Stacy Blasiola (“Say “Cheese!”: Cameras And Bloggers In Wisconsin’s Courtrooms”) received a bachelor’s degree from Montana State University in Philosophy and is currently completing a master’s degree in Media Studies at University of Wisconsin-Milwaukee. She will attend the University of Illinois at Chicago for doctoral studies in Communication.

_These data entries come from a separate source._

impl ConnectionManager {
    pub fn new(radio: Arc<dyn Radio>, config: DiscoveryConfig, events: EventBus) -> Self {
        let (state, _) = watch::channel(ConnectionState::Idle);
        Self {
            radio,
            fallback_radio: Arc::new(SimulatedRadio::reference()),
            config,
            events,
            pairing: None,
            state,
            op_lock: tokio::sync::Mutex::new(()),
            discovered: Mutex::new(HashMap::new()),
            active: Mutex::new(None),
            scan_cancel: Mutex::new(CancellationToken::new()),
        }
    }

    /// Record successful connections for `user` in `store`.
    pub fn with_pairing_store(mut self, store: Arc<dyn PairingStore>, user: impl Into<String>) -> Self {
        self.pairing = Some(PairingBinding {
            store,
            user: user.into(),
        });
        self
    }

    /// Route fallback devices through a specific radio instead of the
    /// built-in reference radio.
    pub fn with_fallback_radio(mut self, radio: Arc<dyn Radio>) -> Self {
        self.fallback_radio = radio;
        self
    }

    pub fn config(&self) -> &DiscoveryConfig {
        &self.config
    }

    pub fn events(&self) -> &EventBus {
        &self.events
    }

    // ========================================================================
    // Queries
    // ========================================================================

    pub fn state(&self) -> ConnectionState {
        *self.state.borrow()
    }

    /// Receiver that always holds the latest state.
    pub fn watch_state(&self) -> watch::Receiver<ConnectionState> {
        self.state.subscribe()
    }

    pub fn is_connected(&self) -> bool {
        self.connection().is_some_and(|c| c.is_open())
    }

    /// Shared handle to the active link.
    pub fn connection(&self) -> Option<Arc<Connection>> {
        lock(&self.active).clone()
    }

    pub fn connected_device(&self) -> Option<Device> {
        self.connection()
            .filter(|c| c.is_open())
            .map(|c| c.device().clone())
    }

    /// Devices from the most recent scan, strongest first.
    pub fn discovered(&self) -> Vec<Device> {
        let mut devices: Vec<Device> = lock(&self.discovered).values().cloned().collect();
        sort_by_signal(&mut devices);
        devices
    }

    pub async fn is_radio_enabled(&self) -> bool {
        self.radio.is_enabled().await
    }

    /// Power the adapter on. No-op when it already is.
    pub async fn enable_radio(&self) -> Result<()> {
        if self.radio.is_enabled().await {
            return Ok(());
        }
        info!("Powering on Bluetooth");
        self.radio.enable().await
    }

    /// Devices already bonded with the local adapter.
    pub async fn bonded_devices(&self) -> Result<Vec<Device>> {
        self.radio.check_permissions().await?;
        let mut devices: Vec<Device> = self
            .radio
            .bonded_devices()
            .await?
            .iter()
            .map(|adv| Device::from_advertisement(adv, DiscoverySource::Live))
            .collect();
        sort_by_signal(&mut devices);
        Ok(devices)
    }

    /// Pairing records for the configured user, if a store is attached.
    pub fn known_devices(&self) -> Result<Vec<DeviceRecord>> {
        match &self.pairing {
            Some(binding) => binding.store.get_last_known_devices(&binding.user),
            None => Ok(Vec::new()),
        }
    }

    // ========================================================================
    // Discovery
    // ========================================================================

    /// Discover nearby devices for `scan_timeout`.
    ///
    /// Clears previous results. When nothing is found and fallback devices
    /// are allowed, returns the reference profiles tagged `Fallback`.
    pub async fn scan(&self, scan_timeout: Duration) -> Result<ScanResult> {
        // Shared by every scan pending or running until stop_scan fires it
        let cancel = {
            let mut current = lock(&self.scan_cancel);
            if current.is_cancelled() {
                *current = CancellationToken::new();
            }
            current.clone()
        };
        let _op = self.op_lock.lock().await;
        self.radio.check_permissions().await?;

        let resting = if self.is_connected() {
            ConnectionState::Connected
        } else {
            ConnectionState::Idle
        };

        lock(&self.discovered).clear();

        if resting != ConnectionState::Connected {
            self.set_state(ConnectionState::Scanning);
        }
        self.events.publish(Event::ScanStarted);
        info!("Scanning for devices ({:?})", scan_timeout);

        let (tx, mut rx) = mpsc::unbounded_channel();
        let radio = Arc::clone(&self.radio);
        let scan = async move {
            tokio::select! {
                result = radio.scan(scan_timeout, tx) => result,
                _ = cancel.cancelled() => {
                    debug!("Scan stopped early");
                    Ok(())
                }
                _ = tokio::time::sleep(scan_timeout + SCAN_GRACE) => {
                    warn!("Radio scan overran its timeout, stopping");
                    Ok(())
                }
            }
        };
        let collect = async {
            let mut found: HashMap<String, Device> = HashMap::new();
            while let Some(adv) = rx.recv().await {
                let device = Device::from_advertisement(&adv, DiscoverySource::Live);
                if found.insert(adv.id.clone(), device.clone()).is_none() {
                    debug!("Discovered {} ({}, {} dBm)", device.display_name, device.id, device.signal_strength);
                    self.events.publish(Event::DeviceDiscovered { device });
                }
            }
            found
        };
        let (scan_result, found) = tokio::join!(scan, collect);

        if let Err(e) = scan_result {
            warn!("Scan failed: {}", e);
            self.set_state(resting);
            self.events.publish(Event::ScanStopped {
                found: 0,
                source: DiscoverySource::Live,
            });
            return Err(e);
        }

        let (source, mut devices) = if found.is_empty() && self.config.allow_fallback_devices {
            info!("No devices found, offering reference devices");
            let devices = fallback::reference_devices();
            for device in &devices {
                self.events.publish(Event::DeviceDiscovered {
                    device: device.clone(),
                });
            }
            (DiscoverySource::Fallback, devices)
        } else {
            (DiscoverySource::Live, found.into_values().collect())
        };
        sort_by_signal(&mut devices);

        {
            let mut discovered = lock(&self.discovered);
            for device in &devices {
                discovered.insert(device.id.clone(), device.clone());
            }
        }

        self.set_state(resting);
        self.events.publish(Event::ScanStopped {
            found: devices.len(),
            source,
        });
        info!("Scan finished: {} device(s), {:?}", devices.len(), source);

        Ok(ScanResult { source, devices })
    }

    /// End in-flight scans early, including ones still waiting to start.
    /// No-op when not scanning.
    pub fn stop_scan(&self) {
        lock(&self.scan_cancel).cancel();
    }

    // ========================================================================
    // Connection lifecycle
    // ========================================================================

    /// Connect to a discovered or bonded device.
    ///
    /// Returns the connected device with firmware and battery merged in.
    pub async fn connect(&self, device_id: &str) -> Result<Device> {
        let _op = self.op_lock.lock().await;

        let current = self.connection();
        if let Some(conn) = &current {
            if conn.device_id() == device_id && conn.is_open() {
                debug!("Already connected to {}", device_id);
                return Ok(conn.device().clone());
            }
        }

        let device = self.lookup(device_id).await?;
        let radio = match device.source {
            DiscoverySource::Live => Arc::clone(&self.radio),
            DiscoverySource::Fallback => Arc::clone(&self.fallback_radio),
        };
        radio.check_permissions().await?;

        if let Some(conn) = current {
            info!("Disconnecting {} before connecting to {}", conn.device_id(), device_id);
            self.teardown().await;
        }

        self.set_state(ConnectionState::Connecting);
        info!("Connecting to {} ({})", device.display_name, device.id);

        match self.establish(radio.as_ref(), device).await {
            Ok(device) => Ok(device),
            Err(e) => {
                warn!("Connection to {} failed: {}", device_id, e);
                self.set_state(ConnectionState::ConnectionFailed);
                self.events.publish(Event::ConnectionFailed {
                    device_id: device_id.to_string(),
                    reason: e.to_string(),
                });
                self.set_state(ConnectionState::Idle);
                Err(e)
            }
        }
    }

    /// Tear down the active connection.
    ///
    /// Always ends in `Disconnected`; teardown errors are logged.
    pub async fn disconnect(&self) {
        let _op = self.op_lock.lock().await;
        if !self.teardown().await && self.state() == ConnectionState::Connected {
            self.set_state(ConnectionState::Disconnected);
        }
    }

    /// Verify the active link. On loss, transitions to `Disconnected` and
    /// publishes `DeviceDisconnected`. Returns whether the link is up.
    pub async fn check_link(&self) -> bool {
        let Some(conn) = self.connection() else {
            return false;
        };
        if conn.is_alive().await {
            return true;
        }

        let _op = self.op_lock.lock().await;
        let still_active = lock(&self.active)
            .as_ref()
            .is_some_and(|active| Arc::ptr_eq(active, &conn));
        if still_active {
            warn!("Link to {} lost", conn.device_id());
            self.teardown().await;
        }
        false
    }

    async fn lookup(&self, device_id: &str) -> Result<Device> {
        if let Some(device) = lock(&self.discovered).get(device_id) {
            return Ok(device.clone());
        }
        self.radio
            .bonded_devices()
            .await?
            .iter()
            .find(|adv| adv.id == device_id)
            .map(|adv| Device::from_advertisement(adv, DiscoverySource::Live))
            .ok_or_else(|| BraillinkError::DeviceNotFound(device_id.to_string()))
    }

    async fn establish(&self, radio: &dyn Radio, mut device: Device) -> Result<Device> {
        if !radio.is_paired(&device.id).await? {
            let limit = self.config.pairing_timeout();
            info!("Pairing with {}", device.id);
            timeout(limit, radio.pair(&device.id))
                .await
                .map_err(|_| BraillinkError::ConnectionTimeout(limit))??;
        }
        device.paired = true;

        let limit = self.config.connect_timeout();
        let link = timeout(limit, radio.connect(&device.id))
            .await
            .map_err(|_| BraillinkError::ConnectionTimeout(limit))??;

        match timeout(limit, link.info()).await {
            Ok(Ok(info)) => device.merge_info(&info),
            Ok(Err(e)) => warn!("Could not read device info: {}", e),
            Err(_) => warn!("Device info request timed out"),
        }
        device.connection_state = ConnectionState::Connected;
        device.last_seen = Utc::now();

        *lock(&self.active) = Some(Arc::new(Connection::new(device.clone(), link)));
        lock(&self.discovered).insert(device.id.clone(), device.clone());

        self.set_state(ConnectionState::Connected);
        self.events.publish(Event::DeviceConnected {
            device: device.clone(),
        });
        info!(
            "Connected to {} (firmware {}, battery {})",
            device.display_name,
            device.firmware_version.as_deref().unwrap_or("unknown"),
            device
                .battery_level
                .map(|b| format!("{}%", b))
                .unwrap_or_else(|| "unknown".to_string())
        );

        if let Some(binding) = &self.pairing {
            if let Err(e) = binding.store.record_pairing(&binding.user, &device) {
                warn!("Failed to record pairing for {}: {}", device.id, e);
            }
        }

        Ok(device)
    }

    /// Close and forget the active connection. Returns false if there was
    /// none. Caller must hold the operation lock.
    async fn teardown(&self) -> bool {
        let Some(conn) = lock(&self.active).take() else {
            return false;
        };
        let limit = self.config.connect_timeout();
        match timeout(limit, conn.close()).await {
            Ok(Ok(())) => debug!("Closed link to {}", conn.device_id()),
            Ok(Err(e)) => warn!("Teardown of {} failed: {}", conn.device_id(), e),
            Err(_) => warn!("Teardown of {} timed out", conn.device_id()),
        }
        if let Some(device) = lock(&self.discovered).get_mut(conn.device_id()) {
            device.connection_state = ConnectionState::Disconnected;
        }
        self.set_state(ConnectionState::Disconnected);
        self.events.publish(Event::DeviceDisconnected {
            device_id: conn.device_id().to_string(),
        });
        info!("Disconnected from {}", conn.device_id());
        true
    }

    fn set_state(&self, next: ConnectionState) {
        let previous = self.state.send_replace(next);
        if previous != next {
            debug!("Connection state {:?} -> {:?}", previous, next);
            self.events.publish(Event::ConnectionStateChanged { state: next });
        }
    }
}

Gareth S. Lacy (“Untangling The Web: How Courts Should Respond To Juries Using The Internet For Research”) graduated from the University of California, Los Angeles in 2003 with a Bachelor of Arts in Sociology. He then joined the Peace Corps to teach English and HIV/AIDS prevention in Sub-Saharan Africa. After returning to the United States, Lacy worked as press secretary for the California Attorney General, managing the communications department serving 1,500 attorneys and criminal investigators. Gareth attended law school at the University of Washington School of Law where he was the Editor-inChief of the Washington Journal of Law, Technology & Arts. Today, Lacy works in the Office of California Governor Edmund G. (“Jerry”) Brown, Jr. Dennis M. Sweeney (“Worlds Collide: The Digital Native Enters the Jury Box”), served for 17 years as a trial judge on Maryland’s Circuit Court, handling a variety of civil and criminal matters. Since retiring from the bench in 2007, Judge Sweeney has continued to preside as a recalled judge (a retired judge approved for recall for temporary service) over cases in in Baltimore City and Howard, Montgomery, Anne Arundel, and Carroll Counties, Maryland; this included a series of high-profile political corruption cases in Baltimore City involving various city officials and real estate developers. He also currently serves as a private mediator or arbitrator with JAMS, as a mediator for the Maryland Court of Special Appeals Mediation Pilot Program, and as an Alternate Land Commissioner for the U.S. District Court for the District of Maryland. He also writes a monthly column on jury trials for the Maryland Daily Record legal newspaper, ansd continues as chair of the Jury Use and Management Committee of the Maryland Judiciary. Prior to joining the bench, Judge Sweeney served as an assistant federal public defender and in various positions with the Baltimore Legal Aid Bureau, Inc., and the Maryland Attorney General’s office. He has received numerous awards, including being named as among the 2010 “Influential Marylanders” by the Daily Record.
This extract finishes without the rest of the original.